Researchers targeted this group specifically with the new research. In the study, it was found that 65 our of 303 test subjects – around 21 percent – were having suicidal thoughts or wishes, as recent as two weeks before the study began.
What experts wanted to accomplish with their new cognitive-behavioral therapy was to achieve a statistically significant post-treatment reduction in suicidal ideation, PsychCentral
reports. The new study they published indicates that they were successful in achieving their objectives.
Using the new approach, a group of insomnia patients was treated during weekly sessions, which then became bi-weekly sessions. Only the final two sessions were conducted two weeks apart.
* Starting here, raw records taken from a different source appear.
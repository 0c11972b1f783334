//! Utility functions for Workflow Studio.

use serde::de::DeserializeOwned;

/// Remove control characters that break JSON parsing.
///
/// Keeps printable characters plus newlines, carriage returns, and tabs.
fn sanitize_json_string(input: &str) -> String {
    input
        .chars()
        .filter(|c| !c.is_control() || *c == '\n' || *c == '\r' || *c == '\t')
        .collect()
}

/// Parse JSON, retrying once with control characters stripped.
///
/// Backend payloads embed agent-written text (workflow purposes, artifact
/// paths) that occasionally carries stray control characters.
pub fn parse_json_safe<T: DeserializeOwned>(json_str: &str) -> Result<T, serde_json::Error> {
    match serde_json::from_str(json_str) {
        Ok(v) => Ok(v),
        Err(e) if e.to_string().contains("control character") => {
            serde_json::from_str(&sanitize_json_string(json_str))
        }
        Err(e) => Err(e),
    }
}
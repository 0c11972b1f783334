//! Unified Error System for Workflow Studio
//!
//! Graph computation itself never fails: absent snapshots produce empty graphs and
//! dangling references contribute nothing. Errors only appear at the boundaries
//! (reading snapshots, loading config, IPC commands) and serialize to JSON so the
//! frontend can show the message with recovery hints.
//!
//! # Usage
//!
//! ```rust,ignore
//! use crate::error::{StudioError, ErrorCode};
//! use crate::studio_err;
//!
//! let err = StudioError::new(ErrorCode::GraphNotLoaded, "No phases loaded yet");
//! let err = studio_err!(WorkflowNotFound, "Unknown workflow: {}", id);
//! let err: StudioError = io_error.into();
//! ```

use serde::{Deserialize, Serialize};
use thiserror::Error;

/// Error codes grouped by category (thousands digit).
#[derive(Debug, Clone, Copy, PartialEq, Eq, Serialize, Deserialize)]
#[repr(u16)]
pub enum ErrorCode {
    // Graph errors (2xxx)
    WorkflowNotFound = 2001,
    GraphNotLoaded = 2002,
    InvalidNavigationKey = 2003,
    SessionPoisoned = 2004,

    // Snapshot errors (4xxx)
    SnapshotParseError = 4001,

    // Config errors (5xxx)
    ConfigInvalid = 5001,

    // IO errors (7xxx)
    FileNotFound = 7001,
    FilePermissionDenied = 7002,
    FileReadFailed = 7003,
}

impl ErrorCode {
    /// Get the category name for this error code.
    pub fn category(&self) -> &'static str {
        match (*self as u16) / 1000 {
            2 => "graph",
            4 => "snapshot",
            5 => "config",
            7 => "io",
            _ => "unknown",
        }
    }

    /// Whether this error is typically recoverable.
    pub fn is_recoverable(&self) -> bool {
        !matches!(
            self,
            ErrorCode::ConfigInvalid
                | ErrorCode::FilePermissionDenied
                | ErrorCode::SessionPoisoned
        )
    }

    /// Default recovery hints for this error code.
    pub fn default_hints(&self) -> Vec<&'static str> {
        match self {
            ErrorCode::GraphNotLoaded => vec![
                "Load the phase definitions before requesting the graph",
                "Check that the backend phases endpoint is reachable",
            ],
            ErrorCode::SnapshotParseError => vec![
                "Check that the snapshot is valid JSON",
                "Verify the backend and studio versions match",
            ],
            ErrorCode::ConfigInvalid => vec![
                "Check the YAML syntax of the config file",
                "Delete the config file to fall back to defaults",
            ],
            ErrorCode::FileNotFound => vec![
                "Check if the path is correct",
                "Verify the file exists",
            ],
            ErrorCode::FilePermissionDenied => vec![
                "Check file permissions",
                "Run with appropriate permissions",
            ],
            ErrorCode::InvalidNavigationKey => vec![
                "Use ArrowUp, ArrowDown, ArrowLeft, ArrowRight, Enter or Space",
            ],
            _ => vec![],
        }
    }
}

/// Structured error returned across the IPC boundary.
#[derive(Debug, Clone, Serialize, Deserialize, Error)]
#[error("[{error_id}] {message}")]
pub struct StudioError {
    pub error_id: String,
    pub code: u16,
    pub category: String,
    pub message: String,
    pub recoverable: bool,
    #[serde(default, skip_serializing_if = "Vec::is_empty")]
    pub recovery_hints: Vec<String>,
    #[serde(skip_serializing_if = "Option::is_none")]
    pub cause: Option<String>,
}

impl StudioError {
    /// Create a new StudioError with default hints.
    pub fn new(code: ErrorCode, message: impl Into<String>) -> Self {
        let hints = code.default_hints();
        Self {
            error_id: format!("WS-{:04}", code as u16),
            code: code as u16,
            category: code.category().to_string(),
            message: message.into(),
            recoverable: code.is_recoverable(),
            recovery_hints: hints.into_iter().map(String::from).collect(),
            cause: None,
        }
    }

    /// Add cause (original error message) for debugging.
    pub fn with_cause(mut self, cause: impl Into<String>) -> Self {
        self.cause = Some(cause.into());
        self
    }

    /// Create from a standard error, preserving the original message as cause.
    pub fn from_error<E: std::error::Error>(code: ErrorCode, error: E) -> Self {
        Self::new(code, error.to_string()).with_cause(format!("{:?}", error))
    }

    /// Whether this error carries the given code.
    pub fn is(&self, code: ErrorCode) -> bool {
        self.code == code as u16
    }

    /// Convert to JSON string for the frontend.
    pub fn to_json(&self) -> String {
        serde_json::to_string(self).unwrap_or_else(|_| self.message.clone())
    }
}

#[macro_export]
macro_rules! studio_err {
    ($code:ident, $msg:expr) => {
        $crate::error::StudioError::new($crate::error::ErrorCode::$code, $msg)
    };
    ($code:ident, $fmt:expr, $($arg:tt)*) => {
        $crate::error::StudioError::new(
            $crate::error::ErrorCode::$code,
            format!($fmt, $($arg)*)
        )
    };
}

impl From<std::io::Error> for StudioError {
    fn from(e: std::io::Error) -> Self {
        match e.kind() {
            std::io::ErrorKind::NotFound => StudioError::from_error(ErrorCode::FileNotFound, e),
            std::io::ErrorKind::PermissionDenied => {
                StudioError::from_error(ErrorCode::FilePermissionDenied, e)
            }
            _ => StudioError::from_error(ErrorCode::FileReadFailed, e),
        }
    }
}

impl From<serde_json::Error> for StudioError {
    fn from(e: serde_json::Error) -> Self {
        StudioError::from_error(ErrorCode::SnapshotParseError, e)
    }
}

impl From<serde_yaml::Error> for StudioError {
    fn from(e: serde_yaml::Error) -> Self {
        StudioError::from_error(ErrorCode::ConfigInvalid, e)
    }
}

pub type Result<T> = std::result::Result<T, StudioError>;
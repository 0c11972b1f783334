//! Phase definitions and workflow status, the two backend snapshots the graph is built from.
//!
//! `PhasesResponse` is the static methodology definition (phases and their workflows).
//! `WorkflowStatus` is the live completion data. Both arrive snake_case from the backend
//! and are treated as immutable snapshots: a reload replaces them wholesale.

use serde::{Deserialize, Serialize};
use std::collections::{HashMap, HashSet};

// =============================================================================
// Static definition
// =============================================================================

/// One workflow inside a phase.
#[derive(Debug, Clone, Default, PartialEq, Serialize, Deserialize)]
pub struct WorkflowDefinition {
    pub id: String,
    #[serde(default)]
    pub required: bool,
    #[serde(default)]
    pub optional: bool,
    /// Label of the gating condition. Non-null marks the workflow conditional.
    #[serde(default)]
    pub conditional: Option<String>,
    #[serde(default)]
    pub condition_type: Option<String>,
    #[serde(default)]
    pub agent: Option<String>,
    #[serde(default)]
    pub command: Option<String>,
    /// Artifact path this workflow produces.
    #[serde(default)]
    pub output: Option<String>,
    /// Parent workflow that gates this one.
    #[serde(default)]
    pub included_by: Option<String>,
    #[serde(default)]
    pub purpose: Option<String>,
    /// Precomputed classification flags from the backend. Either `required`
    /// or `is_required` marks the workflow required.
    #[serde(default)]
    pub is_required: bool,
    #[serde(default)]
    pub is_optional: bool,
    /// Keep this workflow out of arrow-key traversal (e.g. the story/dev/review loop).
    #[serde(default)]
    pub exclude_from_primary_navigation: bool,
}

/// Required / optional / conditional, exactly one per workflow.
#[derive(Debug, Clone, Copy, PartialEq, Eq, Hash, Serialize, Deserialize)]
#[serde(rename_all = "lowercase")]
pub enum WorkflowKind {
    Required,
    Optional,
    Conditional,
}

impl WorkflowKind {
    pub fn as_str(&self) -> &'static str {
        match self {
            WorkflowKind::Required => "required",
            WorkflowKind::Optional => "optional",
            WorkflowKind::Conditional => "conditional",
        }
    }
}

impl WorkflowDefinition {
    pub fn is_conditional(&self) -> bool {
        self.conditional.is_some()
    }

    /// Classification; `required` wins over a stray condition label.
    pub fn kind(&self) -> WorkflowKind {
        if self.required || self.is_required {
            WorkflowKind::Required
        } else if self.is_conditional() {
            WorkflowKind::Conditional
        } else {
            WorkflowKind::Optional
        }
    }
}

#[derive(Debug, Clone, Default, PartialEq, Serialize, Deserialize)]
pub struct PhaseDefinition {
    pub phase: u32,
    pub name: String,
    #[serde(default)]
    pub workflows: Vec<WorkflowDefinition>,
}

impl PhaseDefinition {
    /// Required workflows in declaration order.
    pub fn required_workflows(&self) -> impl Iterator<Item = &WorkflowDefinition> {
        self.workflows
            .iter()
            .filter(|w| w.kind() == WorkflowKind::Required)
    }
}

#[derive(Debug, Clone, Default, PartialEq, Serialize, Deserialize)]
pub struct PhasesResponse {
    #[serde(default)]
    pub method_name: String,
    #[serde(default)]
    pub track: Option<String>,
    #[serde(default)]
    pub description: Option<String>,
    #[serde(default)]
    pub phases: Vec<PhaseDefinition>,
}

impl PhasesResponse {
    /// Phases sorted by phase number. Ties keep their declared order.
    pub fn ordered_phases(&self) -> Vec<&PhaseDefinition> {
        let mut phases: Vec<&PhaseDefinition> = self.phases.iter().collect();
        phases.sort_by_key(|p| p.phase);
        phases
    }

    /// Every workflow in (phase, declaration) order, paired with its phase.
    pub fn workflows(&self) -> impl Iterator<Item = (&PhaseDefinition, &WorkflowDefinition)> {
        self.ordered_phases()
            .into_iter()
            .flat_map(|p| p.workflows.iter().map(move |w| (p, w)))
    }

    pub fn find_workflow(&self, workflow_id: &str) -> Option<&WorkflowDefinition> {
        self.workflows()
            .map(|(_, w)| w)
            .find(|w| w.id == workflow_id)
    }

    pub fn workflow_ids(&self) -> HashSet<&str> {
        self.phases
            .iter()
            .flat_map(|p| p.workflows.iter().map(|w| w.id.as_str()))
            .collect()
    }

    /// Flag the given workflow ids as excluded from primary navigation.
    /// Returns how many workflows were flagged.
    pub fn mark_excluded_from_navigation<S: AsRef<str>>(&mut self, ids: &[S]) -> usize {
        let mut marked = 0;
        for workflow in self.phases.iter_mut().flat_map(|p| p.workflows.iter_mut()) {
            if ids.iter().any(|id| id.as_ref() == workflow.id) {
                workflow.exclude_from_primary_navigation = true;
                marked += 1;
            }
        }
        marked
    }
}

// =============================================================================
// Live status
// =============================================================================

/// Per-workflow status as reported by the backend.
#[derive(Debug, Clone, Copy, Default, PartialEq, Eq, Hash, Serialize, Deserialize)]
#[serde(rename_all = "snake_case")]
pub enum WorkflowState {
    Complete,
    #[default]
    NotStarted,
    Required,
    Optional,
    Skipped,
    Recommended,
    Conditional,
    /// Anything the backend sends that this build does not know about.
    #[serde(other)]
    Unknown,
}

impl WorkflowState {
    /// Complete or skipped: satisfies downstream dependencies.
    pub fn is_done(&self) -> bool {
        matches!(self, WorkflowState::Complete | WorkflowState::Skipped)
    }

    pub fn as_str(&self) -> &'static str {
        match self {
            WorkflowState::Complete => "complete",
            WorkflowState::NotStarted => "not_started",
            WorkflowState::Required => "required",
            WorkflowState::Optional => "optional",
            WorkflowState::Skipped => "skipped",
            WorkflowState::Recommended => "recommended",
            WorkflowState::Conditional => "conditional",
            WorkflowState::Unknown => "unknown",
        }
    }
}

#[derive(Debug, Clone, Default, PartialEq, Serialize, Deserialize)]
pub struct WorkflowCompletionStatus {
    pub workflow_id: String,
    #[serde(default)]
    pub status: WorkflowState,
    #[serde(default)]
    pub artifact_path: Option<String>,
    #[serde(default)]
    pub is_complete: bool,
    #[serde(default)]
    pub is_required: bool,
    #[serde(default)]
    pub is_optional: bool,
}

#[derive(Debug, Clone, Default, PartialEq, Serialize, Deserialize)]
pub struct PhaseCompletion {
    #[serde(default)]
    pub completed_count: u32,
    #[serde(default)]
    pub total_required: u32,
    #[serde(default)]
    pub percent_complete: f32,
}

#[derive(Debug, Clone, Default, PartialEq, Serialize, Deserialize)]
pub struct WorkflowStatus {
    #[serde(default)]
    pub current_phase: u32,
    #[serde(default)]
    pub current_phase_name: String,
    #[serde(default)]
    pub next_workflow_id: Option<String>,
    #[serde(default)]
    pub next_workflow_agent: Option<String>,
    /// Keyed by phase number (JSON object keys are strings on the wire).
    #[serde(default)]
    pub phase_completion: HashMap<String, PhaseCompletion>,
    #[serde(default)]
    pub workflow_statuses: HashMap<String, WorkflowCompletionStatus>,
}

impl WorkflowStatus {
    /// Status of a workflow; a missing entry means `not_started`.
    pub fn state_of(&self, workflow_id: &str) -> WorkflowState {
        self.workflow_statuses
            .get(workflow_id)
            .map(|s| s.status)
            .unwrap_or_default()
    }

    pub fn is_done(&self, workflow_id: &str) -> bool {
        self.state_of(workflow_id).is_done()
    }

    pub fn artifact_path(&self, workflow_id: &str) -> Option<&str> {
        self.workflow_statuses
            .get(workflow_id)
            .and_then(|s| s.artifact_path.as_deref())
    }

    pub fn completion_for_phase(&self, phase: u32) -> Option<&PhaseCompletion> {
        self.phase_completion.get(&phase.to_string())
    }

    pub fn is_next(&self, workflow_id: &str) -> bool {
        self.next_workflow_id.as_deref() == Some(workflow_id)
    }
}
According to the experts, there are many risk factors for suicide, and not many of them can be changed or influenced externally However, sleep quality and insomnia are two conditions that exacerbate the risk of suicide, and which can indeed be influenced rather easily, through therapy.
According to the Substance Abuse and Mental Health Service Administration (SAMHSA), any type of complaints about sleep should be regarded very seriously, as significant warning signs for suicides.
“This is the first investigation to show that a sleep-targeted intervention has a therapeutic impact on suicide risk specifically. This suggests that a treatment focus on sleep disturbances may have important implications for the prevention of suicidal behaviors,” says Rebecca Bernert, PhD.
The expert was the lead author of the new study, and also the leader of the Stanford University research team that led the work. She is a fellow in the Department of Psychiatry and Behavioral Sciences.
Such studies are very important, especially in the United States. In 2009, for every person killed in a homicide, two more took their own lives. There were more than twice suicides than killings recorded by the police, and researchers want to reduce these figures drastically.